主持人:这个房间里大多数人都是创业者,其中很多人正在使用OpenAI的工具。从实际角度来说,对于那些正在基于大型语言模型构建应用的人,你会给他们什么建议或提示呢?比如,让他们在使用这些模型时需要阅读和思考哪些经典的东西?
IIya:我虽然站的角度不同,不过我认为有两件事值得记住。有两点是显而易见的,一是某种特殊的数据,完全无法在其他地方找到的数据。这可以极大地帮助我们。
而我认为第二点是要时刻牢记,不仅考虑事物现在的状态,还要考虑两年或四年后的发展,并尝试为此做出计划。我认为这两点非常有帮助。数据在今天是有用的,但是稍微尝试相信一下自己的直觉,想象一下三年后事物的发展方向,以及它将如何影响产品的基本假设,这也是有帮助的。

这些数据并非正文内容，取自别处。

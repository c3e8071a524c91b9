//! Shared media stream and track handles
//!
//! A [`MediaStream`] is a cheap, cloneable handle. The local stream is shared
//! by the session and every peer connection in a mesh, but only the session
//! that acquired it calls [`MediaStream::stop`].
//!
//! Encoded frames travel through each track as [`MediaSample`]s: a capture
//! source pushes them with [`MediaTrack::push_sample`] and every connection the
//! track is attached to forwards them onto the wire.

use bytes::Bytes;
use parking_lot::{Mutex, RwLock};
use serde::{Deserialize, Serialize};
use std::fmt;
use std::sync::atomic::{AtomicBool, Ordering};
use std::sync::Arc;
use std::time::Duration;
use tokio::sync::broadcast;

/// Frames buffered per subscriber before the slowest one starts lagging
const SAMPLE_BUFFER: usize = 64;

/// One encoded frame (Opus for audio, VP8 for video)
#[derive(Debug, Clone, PartialEq, Eq)]
pub struct MediaSample {
    pub data: Bytes,
    pub duration: Duration,
}

impl MediaSample {
    pub fn new(data: impl Into<Bytes>, duration: Duration) -> Self {
        Self {
            data: data.into(),
            duration,
        }
    }
}

/// Kind of a media track
#[derive(Debug, Clone, Copy, PartialEq, Eq, Hash, Serialize, Deserialize)]
#[serde(rename_all = "lowercase")]
pub enum TrackKind {
    /// Microphone or remote audio
    Audio,
    /// Camera or remote video
    Video,
}

impl fmt::Display for TrackKind {
    fn fmt(&self, f: &mut fmt::Formatter<'_>) -> fmt::Result {
        match self {
            TrackKind::Audio => f.write_str("audio"),
            TrackKind::Video => f.write_str("video"),
        }
    }
}

struct TrackInner {
    id: String,
    kind: TrackKind,
    label: String,
    device_id: Option<String>,
    enabled: AtomicBool,
    live: AtomicBool,
    /// Dropped on stop so subscribers see the end of the track
    samples: Mutex<Option<broadcast::Sender<MediaSample>>>,
}

/// A single audio or video track
#[derive(Clone)]
pub struct MediaTrack {
    inner: Arc<TrackInner>,
}

impl MediaTrack {
    /// Create a live, enabled track
    pub fn new(kind: TrackKind, label: impl Into<String>, device_id: Option<String>) -> Self {
        Self::with_id(uuid::Uuid::new_v4().to_string(), kind, label, device_id)
    }

    /// Create a live, enabled track with a known id (remote tracks)
    pub fn with_id(
        id: impl Into<String>,
        kind: TrackKind,
        label: impl Into<String>,
        device_id: Option<String>,
    ) -> Self {
        Self {
            inner: Arc::new(TrackInner {
                id: id.into(),
                kind,
                label: label.into(),
                device_id,
                enabled: AtomicBool::new(true),
                live: AtomicBool::new(true),
                samples: Mutex::new(Some(broadcast::channel(SAMPLE_BUFFER).0)),
            }),
        }
    }

    pub fn id(&self) -> &str {
        &self.inner.id
    }

    pub fn kind(&self) -> TrackKind {
        self.inner.kind
    }

    pub fn label(&self) -> &str {
        &self.inner.label
    }

    /// Device the track was captured from, if local
    pub fn device_id(&self) -> Option<&str> {
        self.inner.device_id.as_deref()
    }

    pub fn is_enabled(&self) -> bool {
        self.inner.enabled.load(Ordering::SeqCst)
    }

    /// Mute/unmute without renegotiation. Ignored once the track is stopped.
    pub fn set_enabled(&self, enabled: bool) {
        if self.is_live() {
            self.inner.enabled.store(enabled, Ordering::SeqCst);
        }
    }

    pub fn is_live(&self) -> bool {
        self.inner.live.load(Ordering::SeqCst)
    }

    /// Stop the track. Returns `true` only for the call that actually stopped it.
    pub fn stop(&self) -> bool {
        let was_live = self.inner.live.swap(false, Ordering::SeqCst);
        if was_live {
            self.inner.enabled.store(false, Ordering::SeqCst);
            self.inner.samples.lock().take();
        }
        was_live
    }

    /// Hand one encoded frame to every subscriber.
    ///
    /// Frames pushed while the track is disabled or stopped are dropped, so a
    /// muted track sends nothing. Returns whether anyone received the frame.
    pub fn push_sample(&self, sample: MediaSample) -> bool {
        if !self.is_enabled() {
            return false;
        }
        match self.inner.samples.lock().as_ref() {
            Some(tx) => tx.send(sample).is_ok(),
            None => false,
        }
    }

    /// Receive frames pushed from now on. `None` once the track is stopped.
    pub fn subscribe_samples(&self) -> Option<broadcast::Receiver<MediaSample>> {
        self.inner.samples.lock().as_ref().map(|tx| tx.subscribe())
    }

    /// Whether both handles refer to the same track
    pub fn ptr_eq(&self, other: &MediaTrack) -> bool {
        Arc::ptr_eq(&self.inner, &other.inner)
    }
}

impl fmt::Debug for MediaTrack {
    fn fmt(&self, f: &mut fmt::Formatter<'_>) -> fmt::Result {
        f.debug_struct("MediaTrack")
            .field("id", &self.inner.id)
            .field("kind", &self.inner.kind)
            .field("enabled", &self.is_enabled())
            .field("live", &self.is_live())
            .finish()
    }
}

struct StreamInner {
    id: String,
    tracks: RwLock<Vec<MediaTrack>>,
}

/// A group of tracks captured or received together
#[derive(Clone)]
pub struct MediaStream {
    inner: Arc<StreamInner>,
}

impl MediaStream {
    /// Create a stream with a random id
    pub fn new(tracks: Vec<MediaTrack>) -> Self {
        Self::with_id(uuid::Uuid::new_v4().to_string(), tracks)
    }

    pub fn with_id(id: impl Into<String>, tracks: Vec<MediaTrack>) -> Self {
        Self {
            inner: Arc::new(StreamInner {
                id: id.into(),
                tracks: RwLock::new(tracks),
            }),
        }
    }

    pub fn id(&self) -> &str {
        &self.inner.id
    }

    pub fn tracks(&self) -> Vec<MediaTrack> {
        self.inner.tracks.read().clone()
    }

    pub fn tracks_of(&self, kind: TrackKind) -> Vec<MediaTrack> {
        self.inner
            .tracks
            .read()
            .iter()
            .filter(|t| t.kind() == kind)
            .cloned()
            .collect()
    }

    pub fn has_kind(&self, kind: TrackKind) -> bool {
        self.inner.tracks.read().iter().any(|t| t.kind() == kind)
    }

    /// Add a track unless one with the same id is already present
    pub fn add_track(&self, track: MediaTrack) -> bool {
        let mut tracks = self.inner.tracks.write();
        if tracks.iter().any(|t| t.id() == track.id()) {
            return false;
        }
        tracks.push(track);
        true
    }

    /// Replace every track of `track.kind()` with `track`, returning the old ones
    pub fn replace_kind(&self, track: MediaTrack) -> Vec<MediaTrack> {
        let mut tracks = self.inner.tracks.write();
        let (old, mut kept): (Vec<_>, Vec<_>) =
            tracks.drain(..).partition(|t| t.kind() == track.kind());
        kept.push(track);
        *tracks = kept;
        old
    }

    /// Set `enabled` on every track of `kind`; returns the number touched
    pub fn set_kind_enabled(&self, kind: TrackKind, enabled: bool) -> usize {
        let tracks = self.inner.tracks.read();
        let mut touched = 0;
        for track in tracks.iter().filter(|t| t.kind() == kind && t.is_live()) {
            track.set_enabled(enabled);
            touched += 1;
        }
        touched
    }

    /// Whether any live track of `kind` is enabled
    pub fn is_kind_enabled(&self, kind: TrackKind) -> bool {
        self.inner
            .tracks
            .read()
            .iter()
            .any(|t| t.kind() == kind && t.is_live() && t.is_enabled())
    }

    pub fn live_track_count(&self) -> usize {
        self.inner.tracks.read().iter().filter(|t| t.is_live()).count()
    }

    /// Stop every track; returns how many were still live
    pub fn stop(&self) -> usize {
        self.inner
            .tracks
            .read()
            .iter()
            .filter(|t| t.stop())
            .count()
    }

    pub fn ptr_eq(&self, other: &MediaStream) -> bool {
        Arc::ptr_eq(&self.inner, &other.inner)
    }
}

impl fmt::Debug for MediaStream {
    fn fmt(&self, f: &mut fmt::Formatter<'_>) -> fmt::Result {
        f.debug_struct("MediaStream")
            .field("id", &self.inner.id)
            .field("tracks", &*self.inner.tracks.read())
            .finish()
    }
}
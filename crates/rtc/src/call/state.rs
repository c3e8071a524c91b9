//! Observable 1:1 call state

use crate::media::MediaStream;
use crate::peer::PeerId;
use crate::session::SignalingHealth;
use std::time::Instant;

/// Lifecycle of a 1:1 call
#[derive(Debug, Clone, Copy, PartialEq, Eq, Default)]
pub enum CallStatus {
    #[default]
    Idle,
    /// Outbound, waiting for the remote side to accept
    Calling,
    /// Inbound, waiting for us to accept or decline
    Ringing,
    Connected,
    Ended,
    Failed,
    Declined,
}

impl CallStatus {
    /// A call is set up or being set up
    pub fn is_active(&self) -> bool {
        matches!(
            self,
            CallStatus::Calling | CallStatus::Ringing | CallStatus::Connected
        )
    }

    pub fn is_terminal(&self) -> bool {
        matches!(
            self,
            CallStatus::Ended | CallStatus::Failed | CallStatus::Declined
        )
    }
}

/// Snapshot published to the UI on every change
#[derive(Debug, Clone, Default)]
pub struct CallState {
    pub status: CallStatus,
    pub peer_id: Option<PeerId>,
    pub peer_name: Option<String>,
    pub peer_avatar_url: Option<String>,
    pub is_video: bool,
    pub local_stream: Option<MediaStream>,
    pub remote_stream: Option<MediaStream>,
    pub audio_enabled: bool,
    pub video_enabled: bool,
    pub remote_audio_enabled: bool,
    pub remote_video_enabled: bool,
    /// When the call reached `Connected`
    pub started_at: Option<Instant>,
    /// Whole seconds connected, advanced by the duration ticker
    pub duration_secs: u64,
    pub signaling: SignalingHealth,
    /// Why the call failed or was declined
    pub end_reason: Option<String>,
}

/// Events for prompts and toasts
#[derive(Debug, Clone, PartialEq)]
pub enum CallNotice {
    IncomingCall {
        from: PeerId,
        display_name: String,
        is_video: bool,
    },
    Connected {
        peer_id: PeerId,
    },
    Ended {
        by_remote: bool,
    },
    Declined {
        reason: Option<String>,
    },
    Failed {
        reason: String,
    },
    /// Someone called while we were busy; they were declined
    MissedCall {
        from: PeerId,
    },
    SignalingDegraded,
    SignalingRestored,
}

比如说你在玩一个模型,如果这个模型可靠的话,可以做出非常酷和惊人的事情。但一旦它的效果不行,你可能很快就把它忘了。“它没有用。”这种事情是可以改变的。你可以想象,把不可靠的模型变得可靠会怎么样?比如说,你去体验下某个模型,看看人们分享的东西,你会说,好酷啊,有时候能work。如果它能一直work,会怎么样呢?我认为这些思想实验可以帮助我们为近中期的未来做好准备。
主持人:这是非常好的建议。请和我一起感谢Ilya。非常感谢。